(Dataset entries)
use anyhow::{anyhow, Context, Result};
use std::fs;
use std::path::Path;
use std::process::Command;
use std::sync::Arc;
use thiserror::Error;
use tracing::{debug, info};
use tracing_subscriber::filter::LevelFilter;
use tracing_subscriber::layer::SubscriberExt;
use tracing_subscriber::util::SubscriberInitExt;
use tracing_subscriber::{fmt, EnvFilter, Layer};

/// Fixed attempt bound shared by every retryable remote operation.
pub const RETRY_ATTEMPTS: u32 = 5;

#[derive(Debug, Error)]
pub enum ExecError {
    #[error("command `{command}` exited with {status}: {stderr_tail}")]
    CommandFailed {
        command: String,
        status: String,
        stderr_tail: String,
    },
    #[error("couldn't {what} {target} after {attempts} attempts")]
    RetriesExhausted {
        what: String,
        target: String,
        attempts: u32,
    },
}

/// Seam for external command invocation so retry counts and invocation
/// ordering are observable in tests.
pub trait CommandRunner {
    /// Run `argv`, returning captured stdout on a zero exit status.
    fn run(&mut self, argv: &[String]) -> Result<String>;
}

/// Production runner over `std::process::Command`.
pub struct SystemRunner;

impl CommandRunner for SystemRunner {
    fn run(&mut self, argv: &[String]) -> Result<String> {
        let (program, rest) = argv
            .split_first()
            .ok_or_else(|| anyhow!("empty command"))?;
        let output = Command::new(program)
            .args(rest)
            .output()
            .with_context(|| format!("failed to spawn {}", program))?;
        if !output.status.success() {
            let stderr_tail = String::from_utf8_lossy(&output.stderr)
                .lines()
                .rev()
                .find(|l| !l.trim().is_empty())
                .unwrap_or("")
                .to_string();
            return Err(ExecError::CommandFailed {
                command: shell_join(argv),
                status: output
                    .status
                    .code()
                    .map(|c| c.to_string())
                    .unwrap_or_else(|| "signal".to_string()),
                stderr_tail,
            }
            .into());
        }
        Ok(String::from_utf8_lossy(&output.stdout).into_owned())
    }
}

/// Log the command line at INFO, run it, log captured output at DEBUG.
pub fn log_command(runner: &mut dyn CommandRunner, argv: &[String]) -> Result<String> {
    info!("{}", shell_join(argv));
    let output = runner.run(argv)?;
    let trimmed = output.trim_end();
    if !trimmed.is_empty() {
        debug!("{}", trimmed);
    }
    Ok(output)
}

/// Run `argv` up to [`RETRY_ATTEMPTS`] times with no delay between
/// attempts. Exhaustion escalates to an error naming the operation and
/// the target path it was acting on.
pub fn retry_command(
    runner: &mut dyn CommandRunner,
    argv: &[String],
    what: &str,
    target: &str,
) -> Result<String> {
    for attempt in 1..=RETRY_ATTEMPTS {
        match log_command(runner, argv) {
            Ok(output) => return Ok(output),
            Err(err) => {
                debug!("attempt {} failed: {:#}", attempt, err);
                if attempt < RETRY_ATTEMPTS {
                    info!("retrying {}", what);
                }
            }
        }
    }
    Err(ExecError::RetriesExhausted {
        what: what.to_string(),
        target: target.to_string(),
        attempts: RETRY_ATTEMPTS,
    }
    .into())
}

pub fn ensure_dir(path: &Path) -> Result<()> {
    fs::create_dir_all(path)
        .with_context(|| format!("failed to create directory {}", path.display()))?;
    Ok(())
}

/// Join `s3://` URI segments, trimming stray slashes.
pub fn s3_join(base: &str, segments: &[&str]) -> String {
    let mut uri = base.trim_end_matches('/').to_string();
    for seg in segments {
        let seg = seg.trim_matches('/');
        if !seg.is_empty() {
            uri.push('/');
            uri.push_str(seg);
        }
    }
    uri
}

/// Split `bucket/prefix/...` (with or without a leading `s3://`) into
/// bucket and key prefix.
pub fn split_bucket_key(path: &str) -> Result<(String, String)> {
    let trimmed = path.trim_start_matches("s3://").trim_matches('/');
    let mut parts = trimmed.splitn(2, '/');
    let bucket = parts
        .next()
        .filter(|b| !b.is_empty())
        .ok_or_else(|| anyhow!("invalid s3 path: {}", path))?;
    let prefix = parts.next().unwrap_or("").to_string();
    Ok((bucket.to_string(), prefix))
}

pub fn shell_join(parts: &[String]) -> String {
    parts
        .iter()
        .map(|p| shell_quote(p))
        .collect::<Vec<_>>()
        .join(" ")
}

pub fn shell_quote(s: &str) -> String {
    if s.is_empty() {
        "''".to_string()
    } else if s
        .chars()
        .all(|c| c.is_ascii_alphanumeric() || "-_./:=".contains(c))
    {
        s.to_string()
    } else {
        format!("'{}'", s.replace('\'', "'\"'\"'"))
    }
}

/// Configure the global subscriber: stderr at INFO (DEBUG with `debug`),
/// plus an optional DEBUG-level file sink. `RUST_LOG` overrides the
/// stderr level when set.
pub fn init_logging(debug: bool, log_file: Option<&Path>) -> Result<()> {
    let stderr_level = if debug {
        LevelFilter::DEBUG
    } else {
        LevelFilter::INFO
    };
    let stderr_filter = EnvFilter::try_from_default_env()
        .unwrap_or_else(|_| EnvFilter::default().add_directive(stderr_level.into()));
    let stderr_layer = fmt::layer()
        .with_writer(std::io::stderr)
        .with_filter(stderr_filter);

    let file_layer = match log_file {
        Some(path) => {
            let file = fs::File::create(path)
                .with_context(|| format!("failed to create log file {}", path.display()))?;
            Some(
                fmt::layer()
                    .with_ansi(false)
                    .with_writer(Arc::new(file))
                    .with_filter(LevelFilter::DEBUG),
            )
        }
        None => None,
    };

    tracing_subscriber::registry()
        .with(stderr_layer)
        .with(file_layer)
        .init();
    Ok(())
}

## WHAT TO DO
Repeat the data in full. Nothing may be dropped or altered.

## RESPONSE AREA
use anyhow::{anyhow, Context, Result};
use std::fs;
use std::path::Path;
use std::process::Command;
use std::sync::Arc;
use thiserror::Error;
use tracing::{debug, info};
use tracing_subscriber::filter::LevelFilter;
use tracing_subscriber::layer::SubscriberExt;
use tracing_subscriber::util::SubscriberInitExt;
use tracing_subscriber::{fmt, EnvFilter, Layer};

/// Fixed attempt bound shared by every retryable remote operation.
pub const RETRY_ATTEMPTS: u32 = 5;

#[derive(Debug, Error)]
pub enum ExecError {
    #[error("command `{command}` exited with {status}: {stderr_tail}")]
    CommandFailed {
        command: String,
        status: String,
        stderr_tail: String,
    },
    #[error("couldn't {what} {target} after {attempts} attempts")]
    RetriesExhausted {
        what: String,
        target: String,
        attempts: u32,
    },
}

/// Seam for external command invocation so retry counts and invocation
/// ordering are observable in tests.
pub trait CommandRunner {
    /// Run `argv`, returning captured stdout on a zero exit status.
    fn run(&mut self, argv: &[String]) -> Result<String>;
}

/// Production runner over `std::process::Command`.
pub struct SystemRunner;

impl CommandRunner for SystemRunner {
    fn run(&mut self, argv: &[String]) -> Result<String> {
        let (program, rest) = argv
            .split_first()
            .ok_or_else(|| anyhow!("empty command"))?;
        let output = Command::new(program)
            .args(rest)
            .output()
            .with_context(|| format!("failed to spawn {}", program))?;
        if !output.status.success() {
            let stderr_tail = String::from_utf8_lossy(&output.stderr)
                .lines()
                .rev()
                .find(|l| !l.trim().is_empty())
                .unwrap_or("")
                .to_string();
            return Err(ExecError::CommandFailed {
                command: shell_join(argv),
                status: output
                    .status
                    .code()
                    .map(|c| c.to_string())
                    .unwrap_or_else(|| "signal".to_string()),
                stderr_tail,
            }
            .into());
        }
        Ok(String::from_utf8_lossy(&output.stdout).into_owned())
    }
}

/// Log the command line at INFO, run it, log captured output at DEBUG.
pub fn log_command(runner: &mut dyn CommandRunner, argv: &[String]) -> Result<String> {
    info!("{}", shell_join(argv));
    let output = runner.run(argv)?;
    let trimmed = output.trim_end();
    if !trimmed.is_empty() {
        debug!("{}", trimmed);
    }
    Ok(output)
}

/// Run `argv` up to [`RETRY_ATTEMPTS`] times with no delay between
/// attempts. Exhaustion escalates to an error naming the operation and
/// the target path it was acting on.
pub fn retry_command(
    runner: &mut dyn CommandRunner,
    argv: &[String],
    what: &str,
    target: &str,
) -> Result<String> {
    for attempt in 1..=RETRY_ATTEMPTS {
        match log_command(runner, argv) {
            Ok(output) => return Ok(output),
            Err(err) => {
                debug!("attempt {} failed: {:#}", attempt, err);
                if attempt < RETRY_ATTEMPTS {
                    info!("retrying {}", what);
                }
            }
        }
    }
    Err(ExecError::RetriesExhausted {
        what: what.to_string(),
        target: target.to_string(),
        attempts: RETRY_ATTEMPTS,
    }
    .into())
}

pub fn ensure_dir(path: &Path) -> Result<()> {
    fs::create_dir_all(path)
        .with_context(|| format!("failed to create directory {}", path.display()))?;
    Ok(())
}

/// Join `s3://` URI segments, trimming stray slashes.
pub fn s3_join(base: &str, segments: &[&str]) -> String {
    let mut uri = base.trim_end_matches('/').to_string();
    for seg in segments {
        let seg = seg.trim_matches('/');
        if !seg.is_empty() {
            uri.push('/');
            uri.push_str(seg);
        }
    }
    uri
}

/// Split `bucket/prefix/...` (with or without a leading `s3://`) into
/// bucket and key prefix.
pub fn split_bucket_key(path: &str) -> Result<(String, String)> {
    let trimmed = path.trim_start_matches("s3://").trim_matches('/');
    let mut parts = trimmed.splitn(2, '/');
    let bucket = parts
        .next()
        .filter(|b| !b.is_empty())
        .ok_or_else(|| anyhow!("invalid s3 path: {}", path))?;
    let prefix = parts.next().unwrap_or("").to_string();
    Ok((bucket.to_string(), prefix))
}

pub fn shell_join(parts: &[String]) -> String {
    parts
        .iter()
        .map(|p| shell_quote(p))
        .collect::<Vec<_>>()
        .join(" ")
}

pub fn shell_quote(s: &str) -> String {
    if s.is_empty() {
        "''".to_string()
    } else if s
        .chars()
        .all(|c| c.is_ascii_alphanumeric() || "-_./:=".contains(c))
    {
        s.to_string()
    } else {
        format!("'{}'", s.replace('\'', "'\"'\"'"))
    }
}

/// Configure the global subscriber: stderr at INFO (DEBUG with `debug`),
/// plus an optional DEBUG-level file sink. `RUST_LOG` overrides the
/// stderr level when set.
pub fn init_logging(debug: bool, log_file: Option<&Path>) -> Result<()> {
    let stderr_level = if debug {
        LevelFilter::DEBUG
    } else {
        LevelFilter::INFO
    };
    let stderr_filter = EnvFilter::try_from_default_env()
        .unwrap_or_else(|_| EnvFilter::default().add_directive(stderr_level.into()));
    let stderr_layer = fmt::layer()
        .with_writer(std::io::stderr)
        .with_filter(stderr_filter);

    let file_layer = match log_file {
        Some(path) => {
            let file = fs::File::create(path)
                .with_context(|| format!("failed to create log file {}", path.display()))?;
            Some(
                fmt::layer()
                    .with_ansi(false)
                    .with_writer(Arc::new(file))
                    .with_filter(LevelFilter::DEBUG),
            )
        }
        None => None,
    };

    tracing_subscriber::registry()
        .with(stderr_layer)
        .with(file_layer)
        .init();
    Ok(())
}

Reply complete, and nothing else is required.